When August 1st arrived, I knew it was real. The countdown to dropping our oldest daughter off at college was on and moving fast.
I’m processing lots of feelings and emotions over here…which I’m sure is delightful for everyone around me! In the midst of that, I’m gathering encouragement for when that day arrives.
These five thoughts are helping me so far. And while my situation deals with college separation, it could also apply to a child starting any new phase of life.
1. God’s not done with your child…and He’s not done with you.
We see our children the way they are today, 18 and 16-years-old, in my case. And while much about them might be wonderful, they still have a lot of maturing to do. When I think back to how I was at 18, I’m glad I’ve grown up some more since then!
I love the words of Paul in Philippians 1:6. “Being confident of this very thing, that he which hath begun a good work in you will perform it until the day of Jesus Christ.“
Not only will God continue to perfect His work in our children, but He will do the same for us as parents. This change in our family situation will give me more opportunities to trust Him and grow my faith – especially since our daughter will be almost 600 miles away.
2. It’s okay to feel sad about the “lasts,” but make time to celebrate the “firsts.”
Process the feelings of sadness. They’re natural and okay. But also have fun buying for and decorating her dorm room (or book bag or school locker).
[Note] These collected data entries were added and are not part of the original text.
fn main() {
    if let Ok(target) = std::env::var("TARGET") {
        println!("cargo:rustc-env=TELELINK_BUILD_TARGET={target}");
    }
    println!("cargo:rerun-if-env-changed=TARGET");
}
Put together a care package with some of her favorite things and be ready to send it at the first sign of homesickness.
Endings usually lead to new beginnings. One of my favorite verses about the changing seasons of life is Isaiah 42:19. “Behold, I will do a new thing; now it shall spring forth; shall ye not know it? I will even make a way in the wilderness, and rivers in the desert.“
Even when change is hard, there’s always room for God to do a new thing. Let’s look ahead to the good things in store for us and for our child.
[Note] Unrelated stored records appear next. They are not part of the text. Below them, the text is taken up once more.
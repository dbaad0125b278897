use std::collections::VecDeque;
use std::fmt;
use std::time::{Duration, Instant};

use serde::Serialize;
use telelink_frame::{FrameStats, FRAME_LEN};

use crate::config::HealthConfig;

/// Coarse link trust level shown next to the data.
#[derive(Debug, Clone, Copy, PartialEq, Eq, Hash, Serialize)]
#[serde(rename_all = "UPPERCASE")]
pub enum LinkBadge {
    /// Valid frames are arriving.
    Live,
    /// Nothing valid within the recency window.
    Stale,
    /// Diagnostic mode with synthetic data; set explicitly, never derived.
    Test,
    /// Bytes arrive but mostly fail validation (wrong baud rate, wrong protocol).
    Bad,
}

impl LinkBadge {
    pub fn as_str(self) -> &'static str {
        match self {
            LinkBadge::Live => "LIVE",
            LinkBadge::Stale => "STALE",
            LinkBadge::Test => "TEST",
            LinkBadge::Bad => "BAD",
        }
    }

    /// Whether displayed values may be shown as current.
    ///
    /// Consumers freeze presentation for STALE and BAD.
    pub fn is_trustworthy(self) -> bool {
        matches!(self, LinkBadge::Live | LinkBadge::Test)
    }
}

impl fmt::Display for LinkBadge {
    fn fmt(&self, f: &mut fmt::Formatter<'_>) -> fmt::Result {
        f.write_str(self.as_str())
    }
}

#[derive(Debug, Clone, PartialEq, Eq, Serialize)]
pub struct LinkStatus {
    pub badge: LinkBadge,
    pub reason: String,
}

impl LinkStatus {
    pub fn new(badge: LinkBadge, reason: impl Into<String>) -> Self {
        Self {
            badge,
            reason: reason.into(),
        }
    }

    /// Status before any evaluation has run.
    pub fn waiting() -> Self {
        Self::new(LinkBadge::Stale, "waiting for first frame")
    }

    pub fn diagnostic() -> Self {
        Self::new(LinkBadge::Test, "diagnostic mode")
    }
}

impl Default for LinkStatus {
    fn default() -> Self {
        Self::waiting()
    }
}

impl fmt::Display for LinkStatus {
    fn fmt(&self, f: &mut fmt::Formatter<'_>) -> fmt::Result {
        write!(f, "{} ({})", self.badge, self.reason)
    }
}

#[derive(Debug, Clone, Copy, Default)]
struct Tick {
    valid: u64,
    failures: u64,
    discarded: u64,
}

/// Derives a [`LinkStatus`] from synchronizer counters on a fixed cadence.
///
/// Each evaluation records how many frames validated and how many failed
/// since the previous one. Over the last `window_ticks` evaluations:
/// - BAD when failures reach `min_failures` and make up at least
///   `bad_ratio` of validation outcomes
/// - BAD when discarded noise reaches `min_noise_bytes` and makes up at
///   least `bad_ratio` of the bytes seen (a misconfigured baud rate rarely
///   produces a start marker at all)
/// - STALE when no valid frame arrived within `stale_after`
/// - LIVE otherwise
///
/// Timeouts and short reads are not validation outcomes; a quiet link goes
/// STALE, never BAD.
#[derive(Debug)]
pub struct LinkHealthClassifier {
    config: HealthConfig,
    window: VecDeque<Tick>,
    last_totals: Tick,
    last_eval: Option<Instant>,
    started: Instant,
    status: LinkStatus,
}

impl LinkHealthClassifier {
    pub fn new(config: HealthConfig, started: Instant) -> Self {
        let capacity = config.window_ticks.max(1);
        Self {
            config,
            window: VecDeque::with_capacity(capacity),
            last_totals: Tick::default(),
            last_eval: None,
            started,
            status: LinkStatus::waiting(),
        }
    }

    pub fn config(&self) -> &HealthConfig {
        &self.config
    }

    /// Most recent classification.
    pub fn status(&self) -> &LinkStatus {
        &self.status
    }

    /// Whether `interval` has elapsed since the last evaluation.
    pub fn is_due(&self, now: Instant) -> bool {
        match self.last_eval {
            Some(at) => now.saturating_duration_since(at) >= self.config.interval,
            None => true,
        }
    }

    /// Evaluate if due. Returns the new status only when the badge or
    /// reason changed.
    pub fn poll(&mut self, stats: &FrameStats, now: Instant) -> Option<LinkStatus> {
        if !self.is_due(now) {
            return None;
        }
        let previous = self.status.clone();
        let current = self.evaluate(stats, now);
        (current != previous).then_some(current)
    }

    /// Take one evaluation tick unconditionally.
    pub fn evaluate(&mut self, stats: &FrameStats, now: Instant) -> LinkStatus {
        let totals = Tick {
            valid: stats.frames_received,
            failures: stats.validation_failures(),
            discarded: stats.bytes_discarded,
        };
        let tick = Tick {
            valid: totals.valid.saturating_sub(self.last_totals.valid),
            failures: totals.failures.saturating_sub(self.last_totals.failures),
            discarded: totals.discarded.saturating_sub(self.last_totals.discarded),
        };
        self.last_totals = totals;
        self.last_eval = Some(now);

        let capacity = self.config.window_ticks.max(1);
        while self.window.len() >= capacity {
            self.window.pop_front();
        }
        self.window.push_back(tick);

        let next = self.classify(stats, now);
        self.log_transition(&next);
        self.status = next.clone();
        next
    }

    fn classify(&self, stats: &FrameStats, now: Instant) -> LinkStatus {
        let sum = self.window.iter().fold(Tick::default(), |acc, tick| Tick {
            valid: acc.valid.saturating_add(tick.valid),
            failures: acc.failures.saturating_add(tick.failures),
            discarded: acc.discarded.saturating_add(tick.discarded),
        });

        let outcomes = sum.valid.saturating_add(sum.failures);
        if sum.failures >= self.config.min_failures
            && outcomes > 0
            && sum.failures as f64 / outcomes as f64 >= self.config.bad_ratio
        {
            return LinkStatus::new(
                LinkBadge::Bad,
                format!(
                    "{} of {outcomes} recent frames failed validation",
                    sum.failures
                ),
            );
        }

        let framed = sum.valid.saturating_mul(FRAME_LEN as u64);
        let seen = sum.discarded.saturating_add(framed);
        if sum.discarded >= self.config.min_noise_bytes
            && sum.discarded as f64 / seen as f64 >= self.config.bad_ratio
        {
            return LinkStatus::new(
                LinkBadge::Bad,
                format!("{} recent bytes carried no start marker", sum.discarded),
            );
        }

        match stats.since_last_valid(now) {
            Some(quiet) if quiet <= self.config.stale_after => {
                LinkStatus::new(LinkBadge::Live, "receiving valid frames")
            }
            Some(quiet) => LinkStatus::new(
                LinkBadge::Stale,
                format!("no valid frame for {}", format_duration(quiet)),
            ),
            None => {
                let waited = now.saturating_duration_since(self.started);
                if waited <= self.config.stale_after {
                    LinkStatus::waiting()
                } else {
                    LinkStatus::new(
                        LinkBadge::Stale,
                        format!("no valid frame in {}", format_duration(waited)),
                    )
                }
            }
        }
    }

    fn log_transition(&self, next: &LinkStatus) {
        if next.badge == self.status.badge {
            return;
        }
        match next.badge {
            LinkBadge::Stale | LinkBadge::Bad => tracing::warn!(
                from = %self.status.badge,
                to = %next.badge,
                reason = %next.reason,
                "link degraded"
            ),
            LinkBadge::Live | LinkBadge::Test => tracing::info!(
                from = %self.status.badge,
                to = %next.badge,
                "link healthy"
            ),
        }
    }
}

fn format_duration(d: Duration) -> String {
    if d < Duration::from_secs(1) {
        format!("{}ms", d.as_millis())
    } else {
        format!("{:.1}s", d.as_secs_f64())
    }
}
3. Remember that God never fails.
Change doesn’t mean that God leaves you or walks away. In fact, sometimes we recognize Him more in the difficult times.
“My flesh and my heart faileth: but God is the strength of my heart, and my portion for ever.” ~Psalm 73:26
I remember the season of new motherhood. I had no idea what to do with a baby. Yet through the sleepless nights, high fevers, terrible-two tantrums, middle school drama, and teenage disappointments, God has guided me as a mom to this daughter. He will continue to do so.
Not only will He not fail me, He won’t fail my daughter. I’m excited to think about the lessons she will learn about God’s faithfulness in the coming months.
4. This too shall pass.
My husband and I have said this about several stages in our children’s lives!
At first, I’ll cry when I drive past the Chick-fil-a where she’s worked for the last 2 1/2 years. I already dread walking back into the house after college drop off and seeing her empty bedroom. It won’t ever be the same again, but there will be a new normal.
“But the God of all grace, who hath called us unto his eternal glory by Christ Jesus, after that ye have suffered a while, make you perfect, stablish, strengthen, settle you.” ~1 Peter 5:10
I might not classify this situation as suffering, but I do know that God can use it to continue to grow us. We’ll learn lessons through this adjustment, and move on to what God has for us next.
5. Other moms are walking this same road.
There’s comfort in shared experiences. I have a number of friends who’ve either just come through this stage, are in the middle of it, or are beginning it just like me. We all experience it differently, as do our kids, based on personalities and expectations. However, it’s reassuring to know that I’m not alone in this.
“Ointment and perfume rejoice the heart: so doth the sweetness of a man’s friend by hearty counsel.” ~Proverbs 27:9
If any of you have already passed this milestone, I’d love to hear what advice was most helpful to you!